Like everyone, I’m worried about the future, have a serious case of bubble-fatigue and am experiencing the effects of an instant ramen/alcohol-based diet. Above all, I miss friends, family and workmates. Apparently, I also miss myself.

According to the Q&A, one of the reasons that video chat can be soul sapping is because, before lockdown we were many things to many people, in many places. It’s about the self-complexity theory, which goes something like this: who we are with our boss at work is not who we are with our kids at home; same person, different persona and location. We have lots of versions and it’s good for us. But now, for many, all our personas are in one place for weeks on end: at home in front of a video-chat screen. And it does our heads in. All of them.

I suddenly realised that, as well as desperately missing my bestie, my son and my work wife, I miss Work Shelley. Eventually I will get to hug my people, but Work Shelley has left the building and she’s not coming back. And it’s a bit shit.

True, she was annoying. Cracked ill-judged jokes. Talked too much and laughed too loudly with her team, yet she could come across all stand-offish with others. She was awkward at work dos — until she got drunk, and then she was just ridiculous. Swore too much. She constantly repeated anecdotes, didn’t care when she mistook one beautiful young colleague for another and, after 15 years of travel writing, still couldn’t spell acommodation.

But, sometimes, she was magic.

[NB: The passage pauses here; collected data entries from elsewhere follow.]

// Licensed to the Apache Software Foundation (ASF) under one
// or more contributor license agreements.  See the NOTICE file
// distributed with this work for additional information
// regarding copyright ownership.  The ASF licenses this file
// to you under the Apache License, Version 2.0 (the
// "License"); you may not use this file except in compliance
// with the License.  You may obtain a copy of the License at
//
//   http://www.apache.org/licenses/LICENSE-2.0
//
// Unless required by applicable law or agreed to in writing,
// software distributed under the License is distributed on an
// "AS IS" BASIS, WITHOUT WARRANTIES OR CONDITIONS OF ANY
// KIND, either express or implied.  See the License for the
// specific language governing permissions and limitations
// under the License.

use s3sign_core::utils::Redact;
use std::fmt::{Debug, Formatter};

/// Credential that holds the access_key and secret_key.
///
/// A credential missing either key stands for anonymous access, signers leave
/// such requests untouched.
#[derive(Default, Clone, PartialEq, Eq)]
pub struct Credential {
    /// Access key id for aws services.
    pub access_key_id: String,
    /// Secret access key for aws services.
    pub secret_access_key: String,
    /// Session token for aws services.
    pub session_token: Option<String>,
}

impl Debug for Credential {
    fn fmt(&self, f: &mut Formatter<'_>) -> std::fmt::Result {
        f.debug_struct("Credential")
            .field("access_key_id", &Redact::from(&self.access_key_id))
            .field("secret_access_key", &Redact::from(&self.secret_access_key))
            .field("session_token", &Redact::from(&self.session_token))
            .finish()
    }
}

impl Credential {
    /// Create a new credential from access key and secret key.
    pub fn new(access_key_id: &str, secret_access_key: &str) -> Self {
        Self {
            access_key_id: access_key_id.to_string(),
            secret_access_key: secret_access_key.to_string(),
            session_token: None,
        }
    }

    /// Attach a session token, an empty token is ignored.
    pub fn with_session_token(mut self, token: &str) -> Self {
        self.session_token = (!token.is_empty()).then(|| token.to_string());
        self
    }

    /// Credential without access key and secret key.
    pub fn anonymous() -> Self {
        Self::default()
    }

    /// Check whether this credential is anonymous, that is either key is empty.
    pub fn is_anonymous(&self) -> bool {
        self.access_key_id.is_empty() || self.secret_access_key.is_empty()
    }
}
//! Utility functions and types.

use std::fmt::{Debug, Formatter};

/// Debug view of a secret that keeps only a short prefix and suffix.
///
/// Values shorter than 12 characters are hidden entirely and an empty value
/// prints `EMPTY`. Longer values keep their first and last three characters
/// so that two different keys can still be told apart in logs.
#[derive(Clone, Copy)]
pub struct Redact<'a>(&'a str);

impl<'a> From<&'a str> for Redact<'a> {
    fn from(value: &'a str) -> Self {
        Redact(value)
    }
}

impl<'a> From<&'a String> for Redact<'a> {
    fn from(value: &'a String) -> Self {
        Redact(value)
    }
}

impl<'a> From<&'a Option<String>> for Redact<'a> {
    fn from(value: &'a Option<String>) -> Self {
        Redact(value.as_deref().unwrap_or_default())
    }
}

impl Debug for Redact<'_> {
    fn fmt(&self, f: &mut Formatter<'_>) -> std::fmt::Result {
        match self.0.chars().count() {
            0 => f.write_str("EMPTY"),
            n if n < 12 => f.write_str("***"),
            _ => {
                let head = self.0.char_indices().nth(3).map_or(0, |(i, _)| i);
                let tail = self.0.char_indices().rev().nth(2).map_or(0, |(i, _)| i);
                write!(f, "{}***{}", &self.0[..head], &self.0[tail..])
            }
        }
    }
}
use std::mem;
use std::str::FromStr;
use std::time::Duration;

use http::header::HeaderName;
use http::uri::Authority;
use http::uri::PathAndQuery;
use http::uri::Scheme;
use http::HeaderMap;
use http::Method;
use http::Uri;

use crate::encode::uri_encode_path;
use crate::encode::uri_encode_query;
use crate::{Error, Result};

/// Signing context for request.
///
/// Query pairs are kept percent decoded, they are encoded again by [`SigningRequest::apply`].
#[derive(Debug)]
pub struct SigningRequest {
    /// HTTP method.
    pub method: Method,
    /// HTTP scheme.
    pub scheme: Scheme,
    /// HTTP authority.
    pub authority: Authority,
    /// HTTP path, as carried by the request line.
    pub path: String,
    /// HTTP query parameters, percent decoded.
    pub query: Vec<(String, String)>,
    /// HTTP headers.
    pub headers: HeaderMap,
}

impl SigningRequest {
    /// Build a signing context from http::request::Parts.
    pub fn build(parts: &mut http::request::Parts) -> Result<Self> {
        let uri = mem::take(&mut parts.uri).into_parts();
        let paq = uri
            .path_and_query
            .unwrap_or_else(|| PathAndQuery::from_static("/"));

        Ok(SigningRequest {
            method: parts.method.clone(),
            scheme: uri.scheme.unwrap_or(Scheme::HTTP),
            authority: uri.authority.ok_or_else(|| {
                Error::request_invalid("request without authority is invalid for signing")
            })?,
            path: paq.path().to_string(),
            query: paq
                .query()
                .map(|v| {
                    form_urlencoded::parse(v.as_bytes())
                        .map(|(k, v)| (k.into_owned(), v.into_owned()))
                        .collect()
                })
                .unwrap_or_default(),

            // Take the headers out of the request to avoid copy.
            // We will return it back when apply the context.
            headers: mem::take(&mut parts.headers),
        })
    }

    /// Apply the signing context back to http::request::Parts.
    ///
    /// Query pairs are written in their current order.
    pub fn apply(mut self, parts: &mut http::request::Parts) -> Result<()> {
        let query_size = self.query_size();

        // Return headers back.
        mem::swap(&mut parts.headers, &mut self.headers);
        parts.method = self.method;
        parts.uri = {
            let mut uri_parts = mem::take(&mut parts.uri).into_parts();
            uri_parts.scheme = Some(self.scheme);
            uri_parts.authority = Some(self.authority);
            uri_parts.path_and_query = {
                let paq = if self.query.is_empty() {
                    self.path
                } else {
                    let mut s = self.path;
                    // Encoded pairs grow, reserve some room for them.
                    s.reserve(query_size * 3 / 2 + self.query.len() * 2);

                    s.push('?');
                    for (i, (k, v)) in self.query.iter().enumerate() {
                        if i > 0 {
                            s.push('&');
                        }

                        s.push_str(&uri_encode_query(k));
                        if !v.is_empty() {
                            s.push('=');
                            s.push_str(&uri_encode_query(v));
                        }
                    }

                    s
                };

                Some(PathAndQuery::from_str(&paq)?)
            };
            Uri::from_parts(uri_parts)?
        };

        Ok(())
    }

    /// Get the host of this request without port.
    #[inline]
    pub fn host(&self) -> &str {
        self.authority.host()
    }

    /// Get the canonical path of this request.
    ///
    /// With virtual host style addressing the bucket lives in the first label of
    /// the host. It is moved back in front of the path so that both addressing
    /// styles produce `/bucket/key`.
    pub fn canonical_path(&self, virtual_host: bool) -> String {
        if virtual_host {
            if let Some((bucket, _)) = self.host().split_once('.') {
                return uri_encode_path(&format!("/{bucket}{}", self.path));
            }
        }

        uri_encode_path(&self.path)
    }

    /// Get query size.
    #[inline]
    pub fn query_size(&self) -> usize {
        self.query
            .iter()
            .map(|(k, v)| k.len() + v.len())
            .sum::<usize>()
    }

    /// Push a new query pair into query list.
    #[inline]
    pub fn query_push(&mut self, key: impl Into<String>, value: impl Into<String>) {
        self.query.push((key.into(), value.into()));
    }

    /// Remove all query pairs with given key.
    #[inline]
    pub fn query_remove(&mut self, key: &str) {
        self.query.retain(|(k, _)| k != key);
    }

    /// Replace all query pairs with given key by a single new pair.
    pub fn query_set(&mut self, key: impl Into<String>, value: impl Into<String>) {
        let key = key.into();
        self.query_remove(&key);
        self.query.push((key, value.into()));
    }

    /// Get query value by filter.
    pub fn query_to_vec_with_filter(&self, filter: impl Fn(&str) -> bool) -> Vec<(String, String)> {
        self.query
            .iter()
            // Filter all queries
            .filter(|(k, _)| filter(k))
            // Clone all queries
            .map(|(k, v)| (k.to_string(), v.to_string()))
            .collect()
    }

    /// Convert sorted query to string.
    ///
    /// ```shell
    /// [(a, b), (c, d)] => "a=b&c=d"
    /// ```
    ///
    /// The separator is omitted for an empty value.
    pub fn query_to_string(mut query: Vec<(String, String)>, sep: &str, join: &str) -> String {
        let mut s = String::with_capacity(16);

        // Sort via query name.
        query.sort();

        for (idx, (k, v)) in query.into_iter().enumerate() {
            if idx != 0 {
                s.push_str(join);
            }

            s.push_str(&k);
            if !v.is_empty() {
                s.push_str(sep);
                s.push_str(&v);
            }
        }

        s
    }

    /// Get header value by name.
    ///
    /// Returns empty string if header not found.
    #[inline]
    pub fn header_get_or_default(&self, key: &HeaderName) -> Result<&str> {
        match self.headers.get(key) {
            Some(v) => Ok(std::str::from_utf8(v.as_bytes())?),
            None => Ok(""),
        }
    }

    /// Get all values of given header joined by `,`.
    pub fn header_value_joined(&self, key: &str) -> Result<String> {
        let mut s = String::new();
        for (idx, v) in self.headers.get_all(key).iter().enumerate() {
            if idx != 0 {
                s.push(',');
            }
            s.push_str(std::str::from_utf8(v.as_bytes())?);
        }
        Ok(s)
    }

    /// Get header names as sorted vector.
    pub fn header_name_to_vec_sorted(&self) -> Vec<&str> {
        let mut h = self
            .headers
            .keys()
            .map(|k| k.as_str())
            .collect::<Vec<&str>>();
        h.sort_unstable();

        h
    }

    /// Get headers with given prefix, values of the same name are joined by `,`.
    pub fn header_to_vec_with_prefix(&self, prefix: &str) -> Result<Vec<(String, String)>> {
        self.headers
            .keys()
            // Filter all header that starts with prefix
            .filter(|k| k.as_str().starts_with(prefix))
            // HeaderName is lowercase already.
            .map(|k| Ok((k.as_str().to_string(), self.header_value_joined(k.as_str())?)))
            .collect()
    }

    /// Convert sorted headers to string.
    ///
    /// ```shell
    /// [(a, b), (c, d)] => "a:b\nc:d"
    /// ```
    pub fn header_to_string(mut headers: Vec<(String, String)>, sep: &str, join: &str) -> String {
        let mut s = String::with_capacity(16);

        // Sort via header name.
        headers.sort();

        for (idx, (k, v)) in headers.into_iter().enumerate() {
            if idx != 0 {
                s.push_str(join);
            }

            s.push_str(&k);
            s.push_str(sep);
            s.push_str(&v);
        }

        s
    }
}

/// SigningMethod is the method that used in signing.
#[derive(Copy, Clone, Debug, PartialEq, Eq)]
pub enum SigningMethod {
    /// Signing with header.
    Header,
    /// Signing with query.
    Query(Duration),
}
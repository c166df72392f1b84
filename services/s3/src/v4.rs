// Licensed to the Apache Software Foundation (ASF) under one
// or more contributor license agreements.  See the NOTICE file
// distributed with this work for additional information
// regarding copyright ownership.  The ASF licenses this file
// to you under the Apache License, Version 2.0 (the
// "License"); you may not use this file except in compliance
// with the License.  You may obtain a copy of the License at
//
//   http://www.apache.org/licenses/LICENSE-2.0
//
// Unless required by applicable law or agreed to in writing,
// software distributed under the License is distributed on an
// "AS IS" BASIS, WITHOUT WARRANTIES OR CONDITIONS OF ANY
// KIND, either express or implied.  See the License for the
// specific language governing permissions and limitations
// under the License.

//! AWS Signature Version 4.
//!
//! - [Signature Version 4 signing process](https://docs.aws.amazon.com/general/latest/gr/signature-version-4.html)

use std::fmt::{Debug, Display, Formatter, Write};
use std::time::Duration;

use http::header;
use http::HeaderValue;
use http::Request;
use log::debug;
use s3sign_core::encode::{trim_all, uri_encode_query};
use s3sign_core::hash::{hex_hmac_sha256, hex_sha256, hmac_sha256};
use s3sign_core::time::{format_date, format_iso8601, now, DateTime};
use s3sign_core::{Error, Result, SigningMethod, SigningRequest};

use crate::constants::*;
use crate::Credential;

/// Headers that never take part in the signature.
const IGNORED_HEADERS: [&str; 3] = ["authorization", "user-agent", "accept-encoding"];

/// RequestSigner that implement AWS SigV4.
#[derive(Debug, Clone)]
pub struct RequestSigner {
    service: String,
    region: String,

    time: Option<DateTime>,
}

impl RequestSigner {
    /// Create a new signer for given service and region.
    pub fn new(service: &str, region: &str) -> Self {
        Self {
            service: service.into(),
            region: region.into(),

            time: None,
        }
    }

    /// Specify the signing time.
    ///
    /// # Note
    ///
    /// We should always take current time to sign requests.
    /// Only use this function for testing.
    pub fn with_time(mut self, time: DateTime) -> Self {
        self.time = Some(time);
        self
    }

    /// Region this signer signs for.
    pub fn region(&self) -> &str {
        &self.region
    }

    /// Service this signer signs for.
    pub fn service(&self) -> &str {
        &self.service
    }

    /// Sign the request by adding an `Authorization` header.
    ///
    /// Anonymous credential returns the request unchanged.
    pub fn sign<T>(&self, req: Request<T>, cred: &Credential) -> Result<Request<T>> {
        self.sign_with_method(req, cred, SigningMethod::Header)
    }

    /// Presign the request by moving all signing material into the query.
    ///
    /// The payload is never signed for presigned requests. Anonymous credential
    /// returns the request unchanged.
    pub fn presign<T>(
        &self,
        req: Request<T>,
        cred: &Credential,
        expires_in: Duration,
    ) -> Result<Request<T>> {
        self.sign_with_method(req, cred, SigningMethod::Query(expires_in))
    }

    fn sign_with_method<T>(
        &self,
        req: Request<T>,
        cred: &Credential,
        method: SigningMethod,
    ) -> Result<Request<T>> {
        if cred.is_anonymous() {
            debug!("credential is anonymous, skip signing");
            return Ok(req);
        }

        let now = self.time.unwrap_or_else(now);
        let scope = SigningScope::new(now, &self.region, &self.service);
        debug!("calculated scope: {scope}");

        let (mut parts, body) = req.into_parts();
        let mut signed_req = SigningRequest::build(&mut parts)?;

        // canonicalize context
        canonicalize_header(&mut signed_req, cred, method, now)?;
        let signed_headers = signed_header_names(&signed_req).join(";");
        canonicalize_query(&mut signed_req, cred, method, now, &scope, &signed_headers);

        let creq = CanonicalRequest::build(&signed_req, method)?;
        debug!("calculated canonical request: {creq}");

        let string_to_sign = string_to_sign(now, &scope, &creq)?;
        debug!("calculated string to sign: {string_to_sign}");

        let signing_key = SigningKey::derive(&cred.secret_access_key, &scope);
        let signature = signing_key.sign(&string_to_sign);

        match method {
            SigningMethod::Query(_) => {
                signed_req.query_push(X_AMZ_SIGNATURE_QUERY, signature);
            }
            SigningMethod::Header => {
                let mut authorization = HeaderValue::from_str(&format!(
                    "{SIGN_V4_ALGORITHM} Credential={}/{scope}, SignedHeaders={signed_headers}, Signature={signature}",
                    cred.access_key_id,
                ))?;
                authorization.set_sensitive(true);

                signed_req
                    .headers
                    .insert(header::AUTHORIZATION, authorization);
            }
        }

        signed_req.apply(&mut parts)?;
        Ok(Request::from_parts(parts, body))
    }
}

/// Credential scope: `20130524/us-east-1/s3/aws4_request`.
#[derive(Debug, Clone, PartialEq, Eq)]
pub struct SigningScope {
    date: String,
    region: String,
    service: String,
}

impl SigningScope {
    /// Build the scope for given time, region and service.
    pub fn new(time: DateTime, region: &str, service: &str) -> Self {
        Self {
            date: format_date(time),
            region: region.to_string(),
            service: service.to_string(),
        }
    }
}

impl Display for SigningScope {
    fn fmt(&self, f: &mut Formatter<'_>) -> std::fmt::Result {
        write!(
            f,
            "{}/{}/{}/{SCOPE_TERMINATOR}",
            self.date, self.region, self.service
        )
    }
}

/// Key derived from the secret key for one scope.
#[derive(Clone)]
pub struct SigningKey(Vec<u8>);

impl SigningKey {
    /// Derive the signing key.
    pub fn derive(secret_access_key: &str, scope: &SigningScope) -> Self {
        let secret = format!("AWS4{secret_access_key}");
        let date_key = hmac_sha256(secret.as_bytes(), scope.date.as_bytes());
        let region_key = hmac_sha256(&date_key, scope.region.as_bytes());
        let service_key = hmac_sha256(&region_key, scope.service.as_bytes());

        SigningKey(hmac_sha256(&service_key, SCOPE_TERMINATOR.as_bytes()))
    }

    /// Hex encoded signature of given content.
    pub fn sign(&self, content: &str) -> String {
        hex_hmac_sha256(&self.0, content.as_bytes())
    }
}

impl Debug for SigningKey {
    fn fmt(&self, f: &mut Formatter<'_>) -> std::fmt::Result {
        f.write_str("SigningKey(***)")
    }
}

/// Hex encoded SHA256 of a payload, the value expected in `x-amz-content-sha256`.
pub fn payload_hash(payload: &[u8]) -> String {
    hex_sha256(payload)
}

/// Calculate the signature of a base64 encoded browser upload policy.
pub fn post_presign_signature(
    policy_base64: &str,
    time: DateTime,
    secret_access_key: &str,
    region: &str,
) -> String {
    let scope = SigningScope::new(time, region, S3_SERVICE);
    SigningKey::derive(secret_access_key, &scope).sign(policy_base64)
}

struct CanonicalRequest<'a> {
    method: &'a http::Method,
    path: &'a str,
    query: String,
    headers: Vec<(&'a str, String)>,
    signed_headers: String,
    payload_hash: &'a str,
}

impl<'a> CanonicalRequest<'a> {
    fn build(req: &'a SigningRequest, method: SigningMethod) -> Result<Self> {
        let query = req
            .query
            .iter()
            .map(|(k, v)| format!("{}={}", uri_encode_query(k), uri_encode_query(v)))
            .collect::<Vec<_>>()
            .join("&");

        let names = signed_header_names(req);
        let mut headers = Vec::with_capacity(names.len());
        for name in names.iter() {
            let mut value = String::new();
            for (idx, v) in req.headers.get_all(*name).iter().enumerate() {
                if idx != 0 {
                    value.push(',');
                }
                value.push_str(&trim_all(std::str::from_utf8(v.as_bytes())?));
            }
            headers.push((*name, value));
        }

        let payload_hash = match method {
            SigningMethod::Query(_) => UNSIGNED_PAYLOAD,
            SigningMethod::Header => {
                let v = req.header_get_or_default(&header::HeaderName::from_static(
                    X_AMZ_CONTENT_SHA_256,
                ))?;
                if v.is_empty() {
                    UNSIGNED_PAYLOAD
                } else {
                    v
                }
            }
        };

        Ok(Self {
            method: &req.method,
            path: &req.path,
            query,
            headers,
            signed_headers: names.join(";"),
            payload_hash,
        })
    }

    fn hash(&self) -> Result<String> {
        let mut s = String::with_capacity(256);
        write!(s, "{self}")?;
        Ok(hex_sha256(s.as_bytes()))
    }
}

impl Display for CanonicalRequest<'_> {
    fn fmt(&self, f: &mut Formatter<'_>) -> std::fmt::Result {
        writeln!(f, "{}", self.method)?;
        writeln!(f, "{}", self.path)?;
        writeln!(f, "{}", self.query)?;
        for (k, v) in self.headers.iter() {
            writeln!(f, "{k}:{v}")?;
        }
        writeln!(f)?;
        writeln!(f, "{}", self.signed_headers)?;
        write!(f, "{}", self.payload_hash)
    }
}

fn string_to_sign(now: DateTime, scope: &SigningScope, creq: &CanonicalRequest) -> Result<String> {
    let mut s = String::with_capacity(128);
    writeln!(s, "{SIGN_V4_ALGORITHM}")?;
    writeln!(s, "{}", format_iso8601(now))?;
    writeln!(s, "{scope}")?;
    write!(s, "{}", creq.hash()?)?;
    Ok(s)
}

fn signed_header_names(req: &SigningRequest) -> Vec<&str> {
    req.header_name_to_vec_sorted()
        .into_iter()
        .filter(|k| !IGNORED_HEADERS.contains(k))
        .collect()
}

fn canonicalize_header(
    req: &mut SigningRequest,
    cred: &Credential,
    method: SigningMethod,
    now: DateTime,
) -> Result<()> {
    // The signature covers the canonical form of the path, send exactly that.
    req.path = req.canonical_path(false);

    if req.headers.get(header::HOST).is_none() {
        let host = HeaderValue::from_str(req.authority.as_str())?;
        req.headers.insert(header::HOST, host);
    }

    if method == SigningMethod::Header {
        req.headers
            .insert(X_AMZ_DATE, HeaderValue::from_str(&format_iso8601(now))?);

        if req.headers.get(X_AMZ_CONTENT_SHA_256).is_none() {
            req.headers.insert(
                X_AMZ_CONTENT_SHA_256,
                HeaderValue::from_static(UNSIGNED_PAYLOAD),
            );
        }

        if let Some(token) = &cred.session_token {
            let mut value = HeaderValue::from_str(token).map_err(|e| {
                Error::credential_invalid("session token is not a valid header value")
                    .with_source(e)
            })?;
            // Set token value sensitive to avoid leaking.
            value.set_sensitive(true);

            req.headers.insert(X_AMZ_SECURITY_TOKEN, value);
        }
    } else {
        // Leftovers from an earlier header signing must not be signed or sent.
        req.headers.remove(header::AUTHORIZATION);
        req.headers.remove(X_AMZ_DATE);
        req.headers.remove(X_AMZ_CONTENT_SHA_256);
        req.headers.remove(X_AMZ_SECURITY_TOKEN);
    }

    Ok(())
}

fn canonicalize_query(
    req: &mut SigningRequest,
    cred: &Credential,
    method: SigningMethod,
    now: DateTime,
    scope: &SigningScope,
    signed_headers: &str,
) {
    if let SigningMethod::Query(expire) = method {
        // Drop leftovers of an earlier presign.
        req.query_remove(X_AMZ_SIGNATURE_QUERY);
        req.query_remove(X_AMZ_SECURITY_TOKEN_QUERY);

        req.query_set(X_AMZ_ALGORITHM_QUERY, SIGN_V4_ALGORITHM);
        req.query_set(
            X_AMZ_CREDENTIAL_QUERY,
            format!("{}/{scope}", cred.access_key_id),
        );
        req.query_set(X_AMZ_DATE_QUERY, format_iso8601(now));
        req.query_set(X_AMZ_EXPIRES_QUERY, expire.as_secs().to_string());
        if let Some(token) = &cred.session_token {
            req.query_set(X_AMZ_SECURITY_TOKEN_QUERY, token.as_str());
        }
        req.query_set(X_AMZ_SIGNED_HEADERS_QUERY, signed_headers);
    }

    // Sort by encoded key and value.
    req.query
        .sort_by_cached_key(|(k, v)| (uri_encode_query(k), uri_encode_query(v)));
}
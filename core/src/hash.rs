// Licensed to the Apache Software Foundation (ASF) under one
// or more contributor license agreements.  See the NOTICE file
// distributed with this work for additional information
// regarding copyright ownership.  The ASF licenses this file
// to you under the Apache License, Version 2.0 (the
// "License"); you may not use this file except in compliance
// with the License.  You may obtain a copy of the License at
//
//   http://www.apache.org/licenses/LICENSE-2.0
//
// Unless required by applicable law or agreed to in writing,
// software distributed under the License is distributed on an
// "AS IS" BASIS, WITHOUT WARRANTIES OR CONDITIONS OF ANY
// KIND, either express or implied.  See the License for the
// specific language governing permissions and limitations
// under the License.

//! Hash related utils.

use base64::prelude::BASE64_STANDARD;
use base64::Engine;
use hmac::Hmac;
use hmac::Mac;
use sha1::Sha1;
use sha2::Digest;
use sha2::Sha256;

/// Standard base64 with padding.
pub fn base64_encode(content: &[u8]) -> String {
    BASE64_STANDARD.encode(content)
}

/// Lowercase hex SHA256 digest, used for the hashed canonical request and
/// for `x-amz-content-sha256`.
pub fn hex_sha256(content: &[u8]) -> String {
    hex::encode(Sha256::digest(content).as_slice())
}

/// Raw HMAC-SHA256, each step of the V4 signing key chain feeds its output
/// into the next one as key.
pub fn hmac_sha256(key: &[u8], content: &[u8]) -> Vec<u8> {
    let mut h = Hmac::<Sha256>::new_from_slice(key).expect("HMAC can take key of any size");
    h.update(content);

    h.finalize().into_bytes().to_vec()
}

/// Lowercase hex HMAC-SHA256, the V4 signature.
pub fn hex_hmac_sha256(key: &[u8], content: &[u8]) -> String {
    let mut h = Hmac::<Sha256>::new_from_slice(key).expect("HMAC can take key of any size");
    h.update(content);

    hex::encode(h.finalize().into_bytes())
}

/// Base64 HMAC-SHA1, the V2 signature.
pub fn base64_hmac_sha1(key: &[u8], content: &[u8]) -> String {
    let mut h = Hmac::<Sha1>::new_from_slice(key).expect("HMAC can take key of any size");
    h.update(content);

    base64_encode(&h.finalize().into_bytes())
}
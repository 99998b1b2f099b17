/// Marker file that keeps empty category directories in version control.
pub const KEEP_FILE_NAME: &str = ".gitkeep";
//! Entity collaborators: the business-entity stores that hold asset references.
//!
//! The media core never owns these records. It asks each collaborator for the reference
//! values it currently holds and, as a repair action, asks it to clear one.
//!
//! Two implementations ship with the crate:
//!
//! - [`JsonRecordCollaborator`] reads and rewrites a JSON array of records on disk
//! - [`InMemoryCollaborator`] keeps records in memory, for embedding and tests

mod json;

pub use json::{
    build_registry, default_specs, load_collaborator_specs, CollaboratorSpec,
    JsonRecordCollaborator,
};

use crate::CollaboratorError;
use std::sync::Mutex;

/// One record's reference field as reported by a collaborator.
#[derive(Clone, Debug, PartialEq, Eq, serde::Serialize)]
#[serde(rename_all = "camelCase")]
pub struct ReferenceRecord {
    pub record_id: String,
    /// Human-readable label (record name or title)
    pub label: String,
    /// Raw field value; `None` for null or missing
    pub value: Option<String>,
}

impl ReferenceRecord {
    pub fn new(
        record_id: impl Into<String>,
        label: impl Into<String>,
        value: Option<impl Into<String>>,
    ) -> Self {
        Self {
            record_id: record_id.into(),
            label: label.into(),
            value: value.map(Into::into),
        }
    }
}

/// A business-entity type known to hold asset references.
///
/// Implementations are called synchronously from maintenance operations and must be safe to
/// share between threads.
pub trait EntityCollaborator: Send + Sync {
    /// Stable name used in reports and logs, e.g. `banks`.
    fn name(&self) -> &str;

    /// Enumerates every record with its current reference value.
    fn list_reference_values(&self) -> Result<Vec<ReferenceRecord>, CollaboratorError>;

    /// Sets the reference field of `record_id` to null.
    fn clear_reference(&self, record_id: &str) -> Result<(), CollaboratorError>;
}

/// Collaborator backed by an in-memory record list.
#[derive(Debug)]
pub struct InMemoryCollaborator {
    name: String,
    records: Mutex<Vec<ReferenceRecord>>,
}

impl InMemoryCollaborator {
    pub fn new(name: impl Into<String>) -> Self {
        Self {
            name: name.into(),
            records: Mutex::new(Vec::new()),
        }
    }

    pub fn with_records(name: impl Into<String>, records: Vec<ReferenceRecord>) -> Self {
        Self {
            name: name.into(),
            records: Mutex::new(records),
        }
    }

    /// Adds a record, replacing any record with the same id.
    pub fn upsert(&self, record: ReferenceRecord) {
        let mut records = self.lock();
        match records.iter_mut().find(|r| r.record_id == record.record_id) {
            Some(existing) => *existing = record,
            None => records.push(record),
        }
    }

    /// Snapshot of the current records.
    pub fn records(&self) -> Vec<ReferenceRecord> {
        self.lock().clone()
    }

    fn lock(&self) -> std::sync::MutexGuard<'_, Vec<ReferenceRecord>> {
        self.records
            .lock()
            .unwrap_or_else(|poisoned| poisoned.into_inner())
    }
}

impl EntityCollaborator for InMemoryCollaborator {
    fn name(&self) -> &str {
        &self.name
    }

    fn list_reference_values(&self) -> Result<Vec<ReferenceRecord>, CollaboratorError> {
        Ok(self.records())
    }

    fn clear_reference(&self, record_id: &str) -> Result<(), CollaboratorError> {
        let mut records = self.lock();
        let record = records
            .iter_mut()
            .find(|r| r.record_id == record_id)
            .ok_or_else(|| CollaboratorError::RecordNotFound(record_id.to_string()))?;
        record.value = None;
        Ok(())
    }
}

#[cfg(test)]
mod tests {
    use super::*;

    #[test]
    fn test_in_memory_clear_reference() {
        let banks = InMemoryCollaborator::with_records(
            "banks",
            vec![
                ReferenceRecord::new("1", "First Bank", Some("banks/a.webp")),
                ReferenceRecord::new("2", "Second Bank", Some("banks/b.webp")),
            ],
        );

        banks.clear_reference("2").unwrap();

        let records = banks.list_reference_values().unwrap();
        assert_eq!(records[0].value.as_deref(), Some("banks/a.webp"));
        assert_eq!(records[1].value, None);
    }

    #[test]
    fn test_in_memory_clear_unknown_record() {
        let banks = InMemoryCollaborator::new("banks");
        assert!(matches!(
            banks.clear_reference("42"),
            Err(CollaboratorError::RecordNotFound(id)) if id == "42"
        ));
    }

    #[test]
    fn test_upsert_replaces_by_id() {
        let gallery = InMemoryCollaborator::new("gallery");
        gallery.upsert(ReferenceRecord::new("1", "Old", Some("gallery/a.webp")));
        gallery.upsert(ReferenceRecord::new("1", "New", None::<String>));

        let records = gallery.records();
        assert_eq!(records.len(), 1);
        assert_eq!(records[0].label, "New");
        assert_eq!(records[0].value, None);
    }
}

Funny. Appropriately inappropriate. Organised. Optimistic. She gave a huge number of fucks for her team. Swore too much. She was firm but kind to ‘her’ beloved contributing writers, tardy blighters included. She was good at sharing: media freebies (okay, so she did keep that cashmere wrap…), puns, paracetamol, Sharpies, iPhone charger, occasional nuggets of wisdom and way too much detail about her life. And by crikey, she should could bash out a story quickly.

Of course bits of her live on. She’s me, doh. But that particular version of myself has gone for good. And it kind of helps to understand that, among all the other goddamn feelings happening right now, I’m grieving the loss of one of my oldest friends, Work Shelley.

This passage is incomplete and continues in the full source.